Problem to solve ▸ Among the entries below, copy every line that carries the word "call".

——

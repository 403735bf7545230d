//! Action Dispatch Table
//!
//! Maps action names to handlers. A handler pulls the typed parameters it
//! needs from the [`RequestContext`] and builds exactly one backend
//! [`Action`]; the dispatcher then runs it and serializes the envelope.

use std::collections::HashMap;

use axum::{
    extract::{Path, State},
    response::{IntoResponse, Response},
    Json,
};
use serde_json::Value;
use tracing::debug;

use super::error::ApiError;
use super::request::{Param, RequestContext};
use super::AppState;
use crate::backend::{
    Action, ActionResponse, MessageContent, RETCODE_BAD_PARAMS, RETCODE_RATE_LIMITED,
    RETCODE_UNKNOWN_ACTION,
};

/// Why a handler could not build a backend call.
#[derive(Debug)]
pub enum ActionRejection {
    /// Answer with a bare HTTP status.
    Http(ApiError),
    /// Answer 200 with a failure envelope.
    Failed(ActionResponse),
}

type Built = Result<Action, ActionRejection>;

/// Builds the backend call for one action from request parameters.
pub type ActionHandler = fn(&RequestContext) -> Built;

/// Immutable name-to-handler lookup built at startup.
pub struct ActionTable {
    handlers: HashMap<&'static str, ActionHandler>,
}

impl Default for ActionTable {
    fn default() -> Self {
        Self::new()
    }
}

impl ActionTable {
    pub fn new() -> Self {
        let entries: [(&'static str, ActionHandler); 37] = [
            ("get_login_info", |_| Ok(Action::GetLoginInfo)),
            ("get_friend_list", |_| Ok(Action::GetFriendList)),
            ("get_group_list", get_group_list),
            ("get_group_info", get_group_info),
            ("get_group_member_list", get_group_member_list),
            ("get_group_member_info", get_group_member_info),
            ("send_msg", send_msg),
            ("send_group_msg", send_group_msg),
            ("send_group_forward_msg", send_group_forward_msg),
            ("send_private_msg", send_private_msg),
            ("delete_msg", delete_msg),
            ("set_friend_add_request", set_friend_add_request),
            ("set_group_add_request", set_group_add_request),
            ("set_group_card", set_group_card),
            ("set_group_special_title", set_group_special_title),
            ("set_group_kick", set_group_kick),
            ("set_group_ban", set_group_ban),
            ("set_group_whole_ban", set_group_whole_ban),
            ("set_group_name", set_group_name),
            ("set_group_admin", set_group_admin),
            ("_send_group_notice", send_group_notice),
            ("set_group_leave", set_group_leave),
            ("get_image", get_image),
            ("get_forward_msg", get_forward_msg),
            ("get_group_msg", get_group_msg),
            ("get_group_honor_info", get_group_honor_info),
            ("can_send_image", |_| Ok(Action::CanSendImage)),
            ("can_send_record", |_| Ok(Action::CanSendRecord)),
            ("get_status", |_| Ok(Action::GetStatus)),
            ("get_version_info", |_| Ok(Action::GetVersionInfo)),
            ("_get_vip_info", get_vip_info),
            ("get_stranger_info", get_stranger_info),
            ("reload_event_filter", |_| Ok(Action::ReloadEventFilter)),
            ("set_group_portrait", set_group_portrait),
            (".handle_quick_operation", handle_quick_operation),
            (".ocr_image", ocr_image),
            (".get_word_slices", get_word_slices),
        ];

        Self {
            handlers: entries.into_iter().collect(),
        }
    }

    /// Look up a handler by (already normalized) name, returning the
    /// canonical registered name alongside it.
    pub fn get(&self, name: &str) -> Option<(&'static str, ActionHandler)> {
        self.handlers
            .get_key_value(name)
            .map(|(name, handler)| (*name, *handler))
    }

    /// Look up a raw action name, stripping any `_async` suffix first.
    pub fn resolve(&self, action: &str) -> Option<(&'static str, ActionHandler)> {
        self.get(normalize_action(action))
    }

    pub fn len(&self) -> usize {
        self.handlers.len()
    }

    pub fn is_empty(&self) -> bool {
        self.handlers.is_empty()
    }

    pub fn names(&self) -> impl Iterator<Item = &'static str> + '_ {
        self.handlers.keys().copied()
    }
}

/// Strip a trailing `_async`. Async variants share the synchronous handler.
pub fn normalize_action(action: &str) -> &str {
    action.strip_suffix("_async").unwrap_or(action)
}

/// Route handler for `/{action}`.
pub async fn handle_action(
    State(state): State<AppState>,
    Path(action): Path<String>,
    ctx: RequestContext,
) -> Response {
    if let Some(limiter) = &state.rate_limiter {
        if !limiter.admit().await {
            debug!(action = %action, "Rate limiter rejected API call");
            return Json(ActionResponse::failed(RETCODE_RATE_LIMITED)).into_response();
        }
    }

    let name = normalize_action(&action);
    debug!(action = %name, "HTTP server received API call");

    let Some((_, handler)) = state.actions.get(name) else {
        return Json(ActionResponse::failed(RETCODE_UNKNOWN_ACTION)).into_response();
    };

    match handler(&ctx) {
        Ok(call) => Json(state.backend.execute(call).await).into_response(),
        Err(ActionRejection::Http(e)) => e.into_response(),
        Err(ActionRejection::Failed(envelope)) => Json(envelope).into_response(),
    }
}

fn bad_params(msg: &str) -> ActionRejection {
    ActionRejection::Failed(ActionResponse::failed(RETCODE_BAD_PARAMS).with_msg(msg))
}

fn message(ctx: &RequestContext, key: &str) -> MessageContent {
    match ctx.param_with_type(key) {
        Param::Json(segments) => MessageContent::Segments(segments),
        other => MessageContent::Text(other.as_str().into_owned()),
    }
}

fn get_group_list(ctx: &RequestContext) -> Built {
    Ok(Action::GetGroupList {
        no_cache: ctx.param_flag("no_cache", false),
    })
}

fn get_group_info(ctx: &RequestContext) -> Built {
    Ok(Action::GetGroupInfo {
        group_id: ctx.param_i64("group_id"),
    })
}

fn get_group_member_list(ctx: &RequestContext) -> Built {
    Ok(Action::GetGroupMemberList {
        group_id: ctx.param_i64("group_id"),
        no_cache: ctx.param_flag("no_cache", false),
    })
}

fn get_group_member_info(ctx: &RequestContext) -> Built {
    Ok(Action::GetGroupMemberInfo {
        group_id: ctx.param_i64("group_id"),
        user_id: ctx.param_i64("user_id"),
    })
}

/// Explicit `message_type` first, then `group_id`, then `user_id`.
fn send_msg(ctx: &RequestContext) -> Built {
    match ctx.param("message_type").as_str() {
        "private" => send_private_msg(ctx),
        "group" => send_group_msg(ctx),
        _ if !ctx.param_with_type("group_id").is_empty() => send_group_msg(ctx),
        _ if !ctx.param_with_type("user_id").is_empty() => send_private_msg(ctx),
        _ => Err(bad_params("send_msg requires message_type, group_id or user_id")),
    }
}

fn send_private_msg(ctx: &RequestContext) -> Built {
    Ok(Action::SendPrivateMessage {
        user_id: ctx.param_i64("user_id"),
        message: message(ctx, "message"),
        auto_escape: ctx.param_bool("auto_escape", false),
    })
}

fn send_group_msg(ctx: &RequestContext) -> Built {
    Ok(Action::SendGroupMessage {
        group_id: ctx.param_i64("group_id"),
        message: message(ctx, "message"),
        auto_escape: ctx.param_bool("auto_escape", false),
    })
}

fn send_group_forward_msg(ctx: &RequestContext) -> Built {
    let messages = match ctx.param_with_type("messages") {
        Param::Json(value) => value,
        other => serde_json::from_str(&other.as_str()).unwrap_or(Value::Null),
    };
    Ok(Action::SendGroupForwardMessage {
        group_id: ctx.param_i64("group_id"),
        messages,
    })
}

fn delete_msg(ctx: &RequestContext) -> Built {
    Ok(Action::DeleteMessage {
        message_id: ctx.param_i32("message_id"),
    })
}

fn set_friend_add_request(ctx: &RequestContext) -> Built {
    Ok(Action::ProcessFriendRequest {
        flag: ctx.param("flag"),
        approve: ctx.param_flag("approve", true),
    })
}

fn set_group_add_request(ctx: &RequestContext) -> Built {
    let mut sub_type = ctx.param("sub_type");
    if sub_type.is_empty() {
        sub_type = ctx.param("type");
    }
    Ok(Action::ProcessGroupRequest {
        flag: ctx.param("flag"),
        sub_type,
        reason: ctx.param("reason"),
        approve: ctx.param_flag("approve", true),
    })
}

fn set_group_card(ctx: &RequestContext) -> Built {
    Ok(Action::SetGroupCard {
        group_id: ctx.param_i64("group_id"),
        user_id: ctx.param_i64("user_id"),
        card: ctx.param("card"),
    })
}

fn set_group_special_title(ctx: &RequestContext) -> Built {
    Ok(Action::SetGroupSpecialTitle {
        group_id: ctx.param_i64("group_id"),
        user_id: ctx.param_i64("user_id"),
        special_title: ctx.param("special_title"),
    })
}

fn set_group_kick(ctx: &RequestContext) -> Built {
    Ok(Action::SetGroupKick {
        group_id: ctx.param_i64("group_id"),
        user_id: ctx.param_i64("user_id"),
        message: ctx.param("message"),
    })
}

fn set_group_ban(ctx: &RequestContext) -> Built {
    let duration = ctx.param_or("duration", "1800").trim().parse::<i64>().unwrap_or(0);
    Ok(Action::SetGroupBan {
        group_id: ctx.param_i64("group_id"),
        user_id: ctx.param_i64("user_id"),
        duration: u32::try_from(duration.max(0)).unwrap_or(u32::MAX),
    })
}

fn set_group_whole_ban(ctx: &RequestContext) -> Built {
    Ok(Action::SetGroupWholeBan {
        group_id: ctx.param_i64("group_id"),
        enable: ctx.param_flag("enable", true),
    })
}

fn set_group_name(ctx: &RequestContext) -> Built {
    Ok(Action::SetGroupName {
        group_id: ctx.param_i64("group_id"),
        group_name: ctx.param("group_name"),
    })
}

fn set_group_admin(ctx: &RequestContext) -> Built {
    Ok(Action::SetGroupAdmin {
        group_id: ctx.param_i64("group_id"),
        user_id: ctx.param_i64("user_id"),
        enable: ctx.param_flag("enable", true),
    })
}

fn send_group_notice(ctx: &RequestContext) -> Built {
    Ok(Action::SendGroupNotice {
        group_id: ctx.param_i64("group_id"),
        content: ctx.param("content"),
    })
}

fn set_group_leave(ctx: &RequestContext) -> Built {
    Ok(Action::SetGroupLeave {
        group_id: ctx.param_i64("group_id"),
    })
}

fn get_image(ctx: &RequestContext) -> Built {
    Ok(Action::GetImage {
        file: ctx.param("file"),
    })
}

fn get_forward_msg(ctx: &RequestContext) -> Built {
    Ok(Action::GetForwardMessage {
        message_id: ctx.param("message_id"),
    })
}

fn get_group_msg(ctx: &RequestContext) -> Built {
    Ok(Action::GetGroupMessage {
        message_id: ctx.param_i32("message_id"),
    })
}

fn get_group_honor_info(ctx: &RequestContext) -> Built {
    Ok(Action::GetGroupHonorInfo {
        group_id: ctx.param_i64("group_id"),
        honor_type: ctx.param("type"),
    })
}

fn get_vip_info(ctx: &RequestContext) -> Built {
    Ok(Action::GetVipInfo {
        user_id: ctx.param_i64("user_id"),
    })
}

fn get_stranger_info(ctx: &RequestContext) -> Built {
    Ok(Action::GetStrangerInfo {
        user_id: ctx.param_i64("user_id"),
    })
}

fn set_group_portrait(ctx: &RequestContext) -> Built {
    Ok(Action::SetGroupPortrait {
        group_id: ctx.param_i64("group_id"),
        file: ctx.param("file"),
        cache: ctx.param("cache"),
    })
}

/// POST only; reads `context` and `operation` straight from the JSON body.
fn handle_quick_operation(ctx: &RequestContext) -> Built {
    if ctx.method() != axum::http::Method::POST {
        return Err(ActionRejection::Http(ApiError::NotFound));
    }
    let body = ctx
        .json_body()
        .ok_or_else(|| bad_params("quick operation requires a JSON body"))?;
    let member = |key: &str| body.get(key).cloned().unwrap_or(Value::Null);
    Ok(Action::HandleQuickOperation {
        context: member("context"),
        operation: member("operation"),
    })
}

fn ocr_image(ctx: &RequestContext) -> Built {
    Ok(Action::OcrImage {
        image: ctx.param("image"),
    })
}

fn get_word_slices(ctx: &RequestContext) -> Built {
    Ok(Action::GetWordSlices {
        content: ctx.param("content"),
    })
}
//! Bot Gateway Server
//!
//! HTTP API gateway in front of a bot session: resolves typed action
//! parameters, dispatches them to the backend, and pushes backend events
//! to an external collector.

pub mod api;
pub mod backend;
pub mod config;
pub mod ratelimit;
pub mod server;
pub mod webhooks;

——

Reply ▸
/// Why a handler could not build a backend call.
/// Builds the backend call for one action from request parameters.
            debug!(action = %action, "Rate limiter rejected API call");
    debug!(action = %name, "HTTP server received API call");
        Ok(call) => Json(state.backend.execute(call).await).into_response(),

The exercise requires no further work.